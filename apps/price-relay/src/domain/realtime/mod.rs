//! Realtime Wire Messages
//!
//! JSON messages exchanged on the realtime WebSocket channel. Every message is
//! an object tagged by its `type` field.
//!
//! Server to client:
//!
//! ```text
//! {"type":"init","prices":{"EUR/USD":{"mid_price":..,"ask_price":..,"bid_price":..,"timestamp":".."}}}
//! {"type":"update","symbol":"EUR/USD","mid_price":..,"ask_price":..,"bid_price":..,"timestamp":".."}
//! {"type":"subscribed","symbols":["EUR/USD"]}      // or null after unsubscribe
//! ```
//!
//! Client to server:
//!
//! ```text
//! {"type":"subscribe","symbols":["EUR/USD","GBP/USD"]}
//! {"type":"unsubscribe"}
//! ```
//!
//! A connection receives exactly one `init` first. `update` messages are
//! single-symbol patches; folding them over the `init` snapshot yields the
//! current state.

use serde::{Deserialize, Serialize};

use crate::domain::pricing::{PriceQuote, PriceSnapshot};

/// Message pushed by the realtime hub.
#[derive(Debug, Clone, PartialEq, Serialize, Deserialize)]
#[serde(tag = "type", rename_all = "lowercase")]
pub enum RealtimeMessage {
    /// Full snapshot sent once when a connection opens.
    Init {
        /// Latest known quote per symbol.
        prices: PriceSnapshot,
    },
    /// Single-symbol patch.
    Update {
        /// Symbol the quote belongs to.
        symbol: String,
        /// The new quote, flattened into the message object.
        #[serde(flatten)]
        quote: PriceQuote,
    },
    /// Acknowledges a subscription change. `None` means all symbols.
    Subscribed {
        /// Active filter after the change.
        symbols: Option<Vec<String>>,
    },
}

impl RealtimeMessage {
    /// Build an `update` message.
    #[must_use]
    pub fn update(symbol: impl Into<String>, quote: PriceQuote) -> Self {
        Self::Update {
            symbol: symbol.into(),
            quote,
        }
    }

    /// Message type name as it appears on the wire.
    #[must_use]
    pub const fn kind(&self) -> &'static str {
        match self {
            Self::Init { .. } => "init",
            Self::Update { .. } => "update",
            Self::Subscribed { .. } => "subscribed",
        }
    }

    /// Apply this message to `snapshot` as per-symbol patches.
    ///
    /// `init` patches every symbol it carries and `update` patches one.
    /// Older quotes never overwrite newer ones. Returns the number of
    /// symbols that changed.
    pub fn apply_to(&self, snapshot: &mut PriceSnapshot) -> usize {
        match self {
            Self::Init { prices } => prices
                .iter()
                .filter(|&(symbol, quote)| snapshot.apply_patch(symbol, quote.clone()))
                .count(),
            Self::Update { symbol, quote } => usize::from(snapshot.apply_patch(symbol, quote.clone())),
            Self::Subscribed { .. } => 0,
        }
    }
}

/// Fold a message sequence into the state it describes.
#[must_use]
pub fn fold<'a, I>(messages: I) -> PriceSnapshot
where
    I: IntoIterator<Item = &'a RealtimeMessage>,
{
    let mut snapshot = PriceSnapshot::new();
    for message in messages {
        message.apply_to(&mut snapshot);
    }
    snapshot
}

/// Message sent by a realtime client to change its filter.
#[derive(Debug, Clone, PartialEq, Eq, Serialize, Deserialize)]
#[serde(tag = "type", rename_all = "lowercase")]
pub enum ControlMessage {
    /// Replace the filter with these symbols.
    Subscribe {
        /// Symbols to receive updates for.
        symbols: Vec<String>,
    },
    /// Drop the filter and receive every symbol.
    Unsubscribe,
}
-- -- --
§ **TASK BRIEF**: Copy the records exactly.

§ **TASK SOLUTION**:
filename apps/price-relay/src/domain/realtime/mod.rs
//! Realtime Wire Messages
//!
//! JSON messages exchanged on the realtime WebSocket channel. Every message is
//! an object tagged by its `type` field.
//!
//! Server to client:
//!
//! ```text
//! {"type":"init","prices":{"EUR/USD":{"mid_price":..,"ask_price":..,"bid_price":..,"timestamp":".."}}}
//! {"type":"update","symbol":"EUR/USD","mid_price":..,"ask_price":..,"bid_price":..,"timestamp":".."}
//! {"type":"subscribed","symbols":["EUR/USD"]}      // or null after unsubscribe
//! ```
//!
//! Client to server:
//!
//! ```text
//! {"type":"subscribe","symbols":["EUR/USD","GBP/USD"]}
//! {"type":"unsubscribe"}
//! ```
//!
//! A connection receives exactly one `init` first. `update` messages are
//! single-symbol patches; folding them over the `init` snapshot yields the
//! current state.

use serde::{Deserialize, Serialize};

use crate::domain::pricing::{PriceQuote, PriceSnapshot};

/// Message pushed by the realtime hub.
#[derive(Debug, Clone, PartialEq, Serialize, Deserialize)]
#[serde(tag = "type", rename_all = "lowercase")]
pub enum RealtimeMessage {
    /// Full snapshot sent once when a connection opens.
    Init {
        /// Latest known quote per symbol.
        prices: PriceSnapshot,
    },
    /// Single-symbol patch.
    Update {
        /// Symbol the quote belongs to.
        symbol: String,
        /// The new quote, flattened into the message object.
        #[serde(flatten)]
        quote: PriceQuote,
    },
    /// Acknowledges a subscription change. `None` means all symbols.
    Subscribed {
        /// Active filter after the change.
        symbols: Option<Vec<String>>,
    },
}

impl RealtimeMessage {
    /// Build an `update` message.
    #[must_use]
    pub fn update(symbol: impl Into<String>, quote: PriceQuote) -> Self {
        Self::Update {
            symbol: symbol.into(),
            quote,
        }
    }

    /// Message type name as it appears on the wire.
    #[must_use]
    pub const fn kind(&self) -> &'static str {
        match self {
            Self::Init { .. } => "init",
            Self::Update { .. } => "update",
            Self::Subscribed { .. } => "subscribed",
        }
    }

    /// Apply this message to `snapshot` as per-symbol patches.
    ///
    /// `init` patches every symbol it carries and `update` patches one.
    /// Older quotes never overwrite newer ones. Returns the number of
    /// symbols that changed.
    pub fn apply_to(&self, snapshot: &mut PriceSnapshot) -> usize {
        match self {
            Self::Init { prices } => prices
                .iter()
                .filter(|&(symbol, quote)| snapshot.apply_patch(symbol, quote.clone()))
                .count(),
            Self::Update { symbol, quote } => usize::from(snapshot.apply_patch(symbol, quote.clone())),
            Self::Subscribed { .. } => 0,
        }
    }
}

/// Fold a message sequence into the state it describes.
#[must_use]
pub fn fold<'a, I>(messages: I) -> PriceSnapshot
where
    I: IntoIterator<Item = &'a RealtimeMessage>,
{
    let mut snapshot = PriceSnapshot::new();
    for message in messages {
        message.apply_to(&mut snapshot);
    }
    snapshot
}

/// Message sent by a realtime client to change its filter.
#[derive(Debug, Clone, PartialEq, Eq, Serialize, Deserialize)]
#[serde(tag = "type", rename_all = "lowercase")]
pub enum ControlMessage {
    /// Replace the filter with these symbols.
    Subscribe {
        /// Symbols to receive updates for.
        symbols: Vec<String>,
    },
    /// Drop the filter and receive every symbol.
    Unsubscribe,
}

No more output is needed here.